* Task statement: Below are the records; give again exactly the line with "the API server", the line with "Starting Credential Intake", and each line that lies between them, and nothing besides.

* Available data:
■ ■ ■ ■
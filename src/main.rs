use clap::Parser;
use credential_intake::config::IntakeConfig;
use credential_intake::infrastructure::{engines, staging};
use credential_intake::services::pipeline::LicensePipeline;
use credential_intake::services::worker::StagingSweeper;
use credential_intake::{AppState, create_app};
use dotenvy::dotenv;
use std::net::SocketAddr;
use std::sync::Arc;
use tokio::signal;
use tower_http::trace::TraceLayer;
use tracing::{error, info};
use tracing_subscriber::{layer::SubscriberExt, util::SubscriberInitExt};

#[derive(Parser, Debug)]
#[command(author, version, about, long_about = None)]
struct Args {
    /// Service type to run (api, worker, all)
    #[arg(short, long, default_value = "all")]
    mode: String,

    /// Port for the API server
    #[arg(short, long, default_value_t = 3000)]
    port: u16,
}

#[tokio::main]
async fn main() -> anyhow::Result<()> {
    // 1. Initial Environment & Logging Setup
    dotenv().ok();
    let args = Args::parse();

    tracing_subscriber::registry()
        .with(
            tracing_subscriber::EnvFilter::try_from_default_env()
                .unwrap_or_else(|_| "credential_intake=info,tower_http=info".into()),
        )
        .with(tracing_subscriber::fmt::layer())
        .init();

    info!("🚀 Starting Credential Intake [Mode: {}]...", args.mode);

    // 2. Configuration & Staging
    let config = IntakeConfig::from_env();
    info!(
        "🛡️  Intake Config: Max Size={}MB, Field='{}', Render timeout={}s, OCR timeout={}s",
        config.max_file_size / 1024 / 1024,
        config.upload_field,
        config.render_timeout_secs,
        config.ocr_timeout_secs
    );
    let staging_area = staging::setup_staging(&config).await?;

    // 3. Setup Graceful Shutdown Channel
    let (shutdown_tx, shutdown_rx) = tokio::sync::watch::channel(false);
    let mut handles = Vec::new();

    // 4. Staging Sweeper
    if args.mode == "worker" || args.mode == "all" {
        let sweeper = StagingSweeper::new(
            staging_area.clone(),
            config.staging_cleanup_age_hours,
            shutdown_rx.clone(),
        );
        handles.push(tokio::spawn(sweeper.run()));
        info!("👷 Staging sweeper initialized.");
    }

    // 5. API Service
    if args.mode == "api" || args.mode == "all" {
        let renderer = engines::setup_renderer(&config).await;
        let extractor = engines::setup_extractor(&config).await;
        let pipeline = Arc::new(LicensePipeline::new(
            staging_area.clone(),
            renderer,
            extractor,
            config.clone(),
        ));

        let state = AppState {
            pipeline,
            config: config.clone(),
        };

        let trace_layer = TraceLayer::new_for_http()
            .make_span_with(|request: &axum::http::Request<_>| {
                let request_id = request
                    .headers()
                    .get("x-request-id")
                    .and_then(|v| v.to_str().ok())
                    .unwrap_or("unknown");
                tracing::info_span!(
                    "http_request",
                    method = %request.method(),
                    uri = %request.uri(),
                    request_id = %request_id,
                )
            })
            .on_request(|request: &axum::http::Request<_>, _span: &tracing::Span| {
                info!("📥 {} {}", request.method(), request.uri());
            })
            .on_response(
                |response: &axum::http::Response<_>,
                 latency: std::time::Duration,
                 _span: &tracing::Span| {
                    info!(
                        "📤 Finished in {:?} with status {}",
                        latency,
                        response.status()
                    );
                },
            );

        let app = create_app(state).layer(trace_layer);
        let addr = SocketAddr::from(([0, 0, 0, 0], args.port));
        let listener = tokio::net::TcpListener::bind(addr).await?;

        info!("✅ API Server listening on: http://0.0.0.0:{}", args.port);
        info!("📖 Swagger UI documentation: http://localhost:{}/swagger-ui", args.port);

        let mut server_shutdown = shutdown_rx.clone();
        handles.push(tokio::spawn(async move {
            if let Err(e) = axum::serve(listener, app)
                .with_graceful_shutdown(async move {
                    let _ = server_shutdown.changed().await;
                })
                .await
            {
                error!("❌ Server runtime error: {}", e);
            }
        }));
    }

    // 6. Wait for Shutdown Signal, then drain in-flight work
    shutdown_signal().await;
    let _ = shutdown_tx.send(true);

    info!("🛑 Shutting down intake services...");
    for handle in handles {
        let _ = handle.await;
    }

    info!("👋 Credential Intake exited cleanly.");
    Ok(())
}

async fn shutdown_signal() {
    let ctrl_c = async {
        signal::ctrl_c()
            .await
            .expect("failed to install Ctrl+C handler");
    };

    #[cfg(unix)]
    let terminate = async {
        signal::unix::signal(signal::unix::SignalKind::terminate())
            .expect("failed to install signal handler")
            .recv()
            .await;
    };

    #[cfg(not(unix))]
    let terminate = std::future::pending::<()>();

    tokio::select! {
        _ = ctrl_c => {
            info!("⌨️  Ctrl+C received, initiating graceful shutdown...");
        },
        _ = terminate => {
            info!("💤 SIGTERM received, initiating graceful shutdown...");
        },
    }
}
■ ■ ■ ■
* Expected output:
    /// Port for the API server
    #[arg(short, long, default_value_t = 3000)]
    port: u16,
}

#[tokio::main]
async fn main() -> anyhow::Result<()> {
    // 1. Initial Environment & Logging Setup
    dotenv().ok();
    let args = Args::parse();

    tracing_subscriber::registry()
        .with(
            tracing_subscriber::EnvFilter::try_from_default_env()
                .unwrap_or_else(|_| "credential_intake=info,tower_http=info".into()),
        )
        .with(tracing_subscriber::fmt::layer())
        .init();

    info!("🚀 Starting Credential Intake [Mode: {}]...", args.mode);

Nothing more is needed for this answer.